Westminister Cardinal Nichols called on to resign

Lawyers acting for almost 50 child sex abuse victims have called for the resignation of England’s Cardinal Vincent Nichols.

The lawyers, Richard Scorer of Slater and Gordon, and David Enright of Howe and Co, made the call in a letter to The Tablet.

In the letter, they say ‘the Catholic Church‘ is failing its safeguarding responsibility and the way it treats survivors of sexual abuse.

They are particularly damning about Nichols’ dual roles as leader of the Westminister archdiocese and president of the Bishops’ Conference.

In their letter, Scorer and Enright state witnesses have described safeguarding in the Westminster diocese as dysfunctional and unsafe.

They also accuse the archdiocese of having a disdain for survivors.

Scorer and Enright say the responsibility for all this lies with the Nichols’ leadership; the buck stops with him.

“The charge sheet against Cardinal Nichols is a long one.”

“Having failed in his leadership roles in both Birmingham and Westminster, he cannot credibly lead the Catholic Church on these issues in the future.”

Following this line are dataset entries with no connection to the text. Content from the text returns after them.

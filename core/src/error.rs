//! Construction-time error types.
//!
//! Everything that can go wrong here goes wrong while *building* a reducer
//! or flattening a handler map. The assembled reducer itself never returns
//! errors: unmatched actions are silent no-ops, and a panicking handler
//! propagates to the caller unmodified.

use thiserror::Error;

/// Errors surfaced while flattening a handler map or building a reducer.
#[derive(Error, Debug)]
pub enum ConfigError {
    /// A reducer was built without a default state.
    ///
    /// A transition function without a defined baseline is meaningless for
    /// any caller driving it from a fresh store, so the absence fails at
    /// construction rather than at first invocation. Carries the first
    /// flattened handler key, when one exists, so the offending map is easy
    /// to locate.
    #[error(
        "default state for reducer handling `{}` should be defined",
        .first_key.as_deref().unwrap_or("<empty handler map>")
    )]
    MissingDefaultState {
        /// Canonical form of the first key in the flattened map, if any.
        first_key: Option<String>,
    },

    /// Two entries flattened to the same canonical key.
    ///
    /// Distinct nested paths can join to the same divider-separated string.
    /// Keeping the last writer would leave the earlier handler silently
    /// unreachable, so the collision is rejected instead.
    #[error("handler map flattens to duplicate key `{key}`")]
    DuplicateKey {
        /// Canonical form of the colliding key.
        key: String,
    },
}
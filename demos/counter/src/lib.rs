//! # Counter Demo
//!
//! A counter whose transitions are described as a declarative handler map
//! instead of a hand-written `match`.
//!
//! This demo showcases:
//! - Flat string keys with payload-carrying actions
//! - A nested namespace joined with the default divider
//! - A success/failure handler pair
//! - Action creators whose type strings line up with the map's keys
//!
//! ## Example
//!
//! ```
//! use counter::{counter_reducer, CounterState};
//! use foldux_core::Action;
//!
//! let reducer = counter_reducer()?;
//! let state = reducer.reduce(
//!     Some(CounterState { counter: 3 }),
//!     &Action::new("increment").with_payload(7),
//! );
//! assert_eq!(state.counter, 10);
//! # Ok::<(), foldux_core::ConfigError>(())
//! ```

use foldux_core::{
    create_reducer, handler_map, Action, ActionCreators, ActionNames, ConfigError, HandlerMap,
    Reducer,
};

/// Counter state
///
/// The state is just a simple count. In a real application, this might
/// contain more complex domain data.
#[derive(Debug, Clone, Default, PartialEq, Eq)]
pub struct CounterState {
    /// Current count value
    pub counter: i64,
}

/// Payload type for counter actions: amounts for arithmetic, error codes
/// on failures.
pub type Amount = i64;

/// The handler map describing every counter transition.
///
/// `increment` and `decrement` take an optional amount and default to 1.
/// The `counter` namespace nests `reset` and a `set` pair whose failure
/// path leaves the state untouched.
#[must_use]
pub fn counter_handlers() -> HandlerMap<CounterState, Amount> {
    handler_map! {
        "increment" => |state: CounterState, action: &Action<Amount>| CounterState {
            counter: state.counter + action.payload().copied().unwrap_or(1),
        },
        "decrement" => |state, action| CounterState {
            counter: state.counter - action.payload().copied().unwrap_or(1),
        },
        "counter" => {
            "reset" => |_state, _action| CounterState::default(),
            "set" => (
                |state: CounterState, action: &Action<Amount>| CounterState {
                    counter: action.payload().copied().unwrap_or(state.counter),
                },
                |state, _action| state,
            ),
        },
    }
}

/// Build the counter reducer with a zeroed default state.
///
/// # Errors
///
/// Returns [`ConfigError`] when the handler map fails to flatten; the map
/// here is static and well formed, so callers can treat this as
/// infallible setup.
pub fn counter_reducer() -> Result<Reducer<CounterState, Amount>, ConfigError> {
    create_reducer(counter_handlers(), CounterState::default())
}

/// Creators minting counter actions by name.
///
/// The type strings line up with [`counter_handlers`]' flattened keys, so
/// minted actions match the string-keyed handlers through their canonical
/// form.
///
/// # Errors
///
/// Returns [`ConfigError`] when two names collide; the names here are
/// static and distinct.
pub fn counter_creators() -> Result<ActionCreators, ConfigError> {
    ActionCreators::builder()
        .action("increment")
        .action("decrement")
        .namespace("counter", ActionNames::new().action("reset").action("set"))
        .build()
}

“The systemic problems in the Catholic Church in relation to safeguarding are not capable of resolution by a single individual. But the Church needs leaders who command respect on these issues; Cardinal Nichols does not.”

“It is clear to us, and those we represent, that the time has come for him to step down.”

Scorer and Enright claims come following Nichols’ lengthy evidence at last week’s Independent Inquiry into child sexual abuse.

Evidence given at the hearing revealed

  • the safeguarding office is under-resources
  • the safeguarding office is dysfunctional with at one time the safeguarding officer and safeguarding advisor not talking to one another
  • that the National Catholic Safeguarding Commission link person considered safeguarding in the Westminister archdiocese being in a “dangerous situation”
  • that Westminister archdiocese was not a safe diocese
  • the Commission’s link person tried to meet Nichols but was blocked.

In the course of the hearing, Nichols revealed that now, some 12 years later, the implementation of the “Cumberlege Report”; an independent safeguarding review, is now only being organised.

Also revealed is that a code of conduct for clergy has taken 12 years to develop and is still not completed.

Baroness Nuala O’Loan, chair of the Catholic Council for Independent Inquiry into Child Sexual Abuse responded saying that it was wholly inappropriate to comment publicly while the hearing continued.”

“In due course the Chair and Panel will prepare a careful and balanced report and it is wholly inappropriate to pre-empt that in any way which would undermine the work of the Inquiry.”

“It is its job to weigh up and consider the matters before it, taking into account the views of the Church before doing so. CCIICSA is concerned that this letter seeks to prevent and undermine that process,” said the baroness.

Nichols came away from the hearing admitting he had failed that the archdiocese had not done enough and said there was still much to be done.

He, however, said the culture of safeguarding is “radically different” from 12 years ago, but accepted there is much much more to achieve.

Earlier in the year Nichols also gave evidence to the inquiry in relation to his period as archbishop of Birmingham.

In its report on the archdiocese of Birmingham, published in June, the inquiry concluded that Nichols had defended the reputation of the church rather than protecting children amid allegations of sexual abuse.

The cardinal “focused too much on the reputation of the church during his tenure, rather than the welfare of children and the impacts of child sexual abuse on victims and survivors”, the report says.

“Children could have been saved from abuse if the church had not been so determined to protect its own reputation above all else.”